November 25, 2017

Adventist University Reaches Out to Marathon Runners in Lebanon

Maria Lombart, Middle East and North Africa Union & Adventist Review

On Sunday, Nov. 12, Middle East University (MEU) students and Middle East University Church volunteers joined the BLOM Bank Beirut Marathon in its 15th consecutive year of running for health, peace, and well-being in Beirut, Lebanon’s capital city. MEU is the only Adventist-managed university in the region.

The 47,859 runners who took part in the marathon came from around the world, representing 105 nationalities. Some MEU students ran the marathon, as another group set up a water station and cheered the passing runners.

“People were coming through just limping along, but when we started cheering for them, they would smile, pick up the pace, and keep going again,” said Sara Saunders, Service Learning Coordinator at Middle East University. “It was fulfilling for us to see that we made a difference for them as they ran.”

George Jackson, dean of the Biology/Pre-med program, said that it was exciting to be a part of something so big, particularly in a country that has suffered from divisions between different groups in the past and from recent tension in the Middle East.

“To see Maronites, Catholics, Sunnis, Hindus, atheists, Shias, and Seventh-day Adventists running together showed that there is still a community of people who believe that peace is possible,” said Jackson.

Water and Cheers

Twenty volunteers, including MEU students and MEU church members helped pass out hundreds of water bottles at the MEU water station to promote the importance of drinking water.
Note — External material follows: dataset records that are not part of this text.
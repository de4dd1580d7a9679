//! Error type shared by the field and point code.

use thiserror::Error;

/// Failures of field inversion, point construction and point encoding.
#[derive(Debug, Clone, PartialEq, Eq, Error)]
pub enum CurveError {
    /// Coordinates are not on the curve, or the point lies outside the domain of a
    /// birational map.
    #[error("point is not on the curve or outside the conversion domain")]
    InvalidPoint,

    /// Modular inverse of the zero element.
    #[error("division by zero")]
    DivisionByZero,

    /// A serialized point or field element could not be decoded.
    #[error("invalid encoding: {0}")]
    InvalidEncoding(String),
}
One of the students who had signed up to run, Wacjkir Deng, a business major from South Sudan, had broken his arm several weeks earlier but was happy he could still volunteer at the water station.
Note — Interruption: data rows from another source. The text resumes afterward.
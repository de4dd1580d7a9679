//! TOML configuration for membership proving.
//!
//! ```toml
//! tree_depth = 8
//!
//! [artifacts]
//! local = "./circuits"
//! ```

use serde::{Deserialize, Serialize};
use std::path::{Path, PathBuf};

use crate::errors::{MembershipError, Result};
use crate::merkle::{tree_capacity, DEFAULT_TREE_DEPTH};

/// Bucket the published circuit artifacts are served from.
pub const DEFAULT_ARTIFACT_BASE_URL: &str = "https://storage.googleapis.com/jubmoji-circuits/";

/// Where the circuit's wasm, proving key and verification key live.
#[derive(Debug, Clone, PartialEq, Eq, Serialize, Deserialize)]
#[serde(rename_all = "lowercase")]
pub enum ArtifactSource {
    /// A directory on the local filesystem.
    Local(PathBuf),
    /// A base URL the artifact file names are appended to.
    Remote(String),
}

impl Default for ArtifactSource {
    fn default() -> Self {
        ArtifactSource::Remote(DEFAULT_ARTIFACT_BASE_URL.to_string())
    }
}

#[derive(Debug, Clone, PartialEq, Eq, Serialize, Deserialize)]
pub struct MembershipConfig {
    /// Must match the depth the circuit was compiled with.
    #[serde(default = "default_tree_depth")]
    pub tree_depth: usize,
    #[serde(default)]
    pub artifacts: ArtifactSource,
}

impl Default for MembershipConfig {
    fn default() -> Self {
        Self {
            tree_depth: DEFAULT_TREE_DEPTH,
            artifacts: ArtifactSource::default(),
        }
    }
}

fn default_tree_depth() -> usize {
    DEFAULT_TREE_DEPTH
}

impl MembershipConfig {
    pub fn from_toml_str(s: &str) -> Result<Self> {
        let config: MembershipConfig =
            toml::from_str(s).map_err(|e| MembershipError::Config(e.to_string()))?;
        config.validate()?;
        Ok(config)
    }

    pub fn load(path: impl AsRef<Path>) -> Result<Self> {
        let content = std::fs::read_to_string(path.as_ref())?;
        Self::from_toml_str(&content)
    }

    pub fn to_toml_string(&self) -> Result<String> {
        toml::to_string_pretty(self).map_err(|e| MembershipError::Config(e.to_string()))
    }

    pub fn validate(&self) -> Result<()> {
        tree_capacity(self.tree_depth)?;
        if let ArtifactSource::Remote(base) = &self.artifacts {
            if base.is_empty() {
                return Err(MembershipError::Config(
                    "remote artifact base URL is empty".to_string(),
                ));
            }
        }
        Ok(())
    }
}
The first to come by were the para-athletes on their special bicycles, then the relay race runners, and finally the 42K marathon runners.

“You knew the marathon had begun when you saw the first runners coming through—the Ethiopians and Kenyans. They were so focused, eyes straight ahead, as they were on a serious mission,” Saunders reflected. “Others needed a lot of encouragement, especially those coming by the middle and towards the end.”

Lujia Wang, a theology major from China, was volunteering at the water station when she saw a Chinese woman running by. “I ran with her for a long time, holding the Chinese flag, and I also met her husband. I taught everyone how to say Jia-yo to cheer for her.” (Jia-yo means good luck, all the best, or do your best, in Chinese.)

She was very excited to see the runners, saying “I was amazed at how they ran so many miles, I couldn’t do that, but at least I could volunteer. I wanted to be helpful for people.”

Feda Dous, a business major from Egypt, woke up at 4 am to be sure she got a ride in the MEU van. She and her fiancé Yechan Jung, a theology major from South Korea, hand-drew brightly colored posters to encourage runners who passed the MEU water station. Slogans such as “MEU loves you!” “You’ve got a motor on your feet” and “If your legs get tired, run with your heart” were held high alongside the much-needed water bottles.

“I met an Egyptian guy running with a flag, so I ran with him. I enjoyed the race, and I’m glad I went; I would do it again,” said Dous. Jung agreed, saying “We were happy when people were encouraged by our posters. Many of the runners were giving us high-fives.”

Philosophy of Service

Dous and several other students signed up to partially fulfill hours for their Philosophy of Service class. The course emphasizes its practical aspect by requiring students to complete a minimum of 15 service hours during the semester.

Instructor Saunders gave students the option to choose based on their interest and location, such as visiting an orphanage, tutoring neighbor kids in English, helping in a construction project with a non-profit organization, volunteering with the Red Cross, or teaching an elderly neighbor lady how to use her computer.

MEU students not only volunteered but also ran. The University Church had a marathon relay team running 5K, 7K, and 10 K segments to complete 42.195 KM. For the preparation for the relay running, Jared Miller, pastor of the MEU Church, took the runners early Sunday mornings to a place where they would train by the Mediterranean Sea.

Miller delivered the runners a spiritual message about taking part in the marathon. He said that it was a great relief to pass the baton onto a teammate who was rested and ready. None of his team members were prepared to run the entire 42.195 KM marathon individually, but together they could do it.

“Likewise, the task of spreading the everlasting gospel to every nation, tribe, tongue, and people is an overwhelming task that we as individuals cannot accomplish alone. But by everyone working together as a team, we can fulfill the task Jesus gave to us,” he said.